Word for word, please restate the line containing "and the controller." and all the lines that follow it to the end of the data.
** Opening Supplied material block **
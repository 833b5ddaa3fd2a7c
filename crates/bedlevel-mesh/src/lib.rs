//! # bedlevel-mesh
//!
//! Height-correction meshes for bed leveling, and the text codec used to
//! move them between the host and the controller.
//!
//! - **Download**: the controller prints the active mesh as a report; the
//!   heights are pulled out of the surrounding text with [`decode_into`].
//! - **Upload**: a grid is sent back as one set/clear command per point, with
//!   an optional final command persisting it to a storage slot ([`encode`]).
//!
//! ## Example
//!
//! ```rust
//! use bedlevel_mesh::{decode, encode};
//!
//! let report = "Bed Topography Report:\n\n1.0,2.0\n3.0,4.0\nok\n";
//! let grid = decode(report, 2, 2)?;
//! assert_eq!(grid[(1, 0)].height(), Some(3.0));
//!
//! let commands = encode(&grid, Some(1));
//! assert_eq!(commands.len(), 5);
//! # Ok::<(), bedlevel_mesh::DecodeError>(())
//! ```
//!
//! ## Buffer sizing
//!
//! A mesh report is read in full before decoding, so the reply buffer must
//! hold the whole report. [`required_capacity`] gives the minimum for a grid
//! size.

mod codec;
mod error;
mod grid;

pub use codec::{
    decode, decode_into, encode, is_data_line, render_csv, required_capacity, DecodeSummary,
    REPORT_OVERHEAD,
};
pub use error::{DecodeError, DecodeResult, GridError};
pub use grid::{MeshBounds, MeshFile, MeshGrid, MeshPoint, MAX_GRID_POINTS};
** Closing Supplied material block **
_Answer_
//! move them between the host and the controller.
//!
//! - **Download**: the controller prints the active mesh as a report; the
//!   heights are pulled out of the surrounding text with [`decode_into`].
//! - **Upload**: a grid is sent back as one set/clear command per point, with
//!   an optional final command persisting it to a storage slot ([`encode`]).
//!
//! ## Example
//!
//! ```rust
//! use bedlevel_mesh::{decode, encode};
//!
//! let report = "Bed Topography Report:\n\n1.0,2.0\n3.0,4.0\nok\n";
//! let grid = decode(report, 2, 2)?;
//! assert_eq!(grid[(1, 0)].height(), Some(3.0));
//!
//! let commands = encode(&grid, Some(1));
//! assert_eq!(commands.len(), 5);
//! # Ok::<(), bedlevel_mesh::DecodeError>(())
//! ```
//!
//! ## Buffer sizing
//!
//! A mesh report is read in full before decoding, so the reply buffer must
//! hold the whole report. [`required_capacity`] gives the minimum for a grid
//! size.

mod codec;
mod error;
mod grid;

pub use codec::{
    decode, decode_into, encode, is_data_line, render_csv, required_capacity, DecodeSummary,
    REPORT_OVERHEAD,
};
pub use error::{DecodeError, DecodeResult, GridError};
pub use grid::{MeshBounds, MeshFile, MeshGrid, MeshPoint, MAX_GRID_POINTS};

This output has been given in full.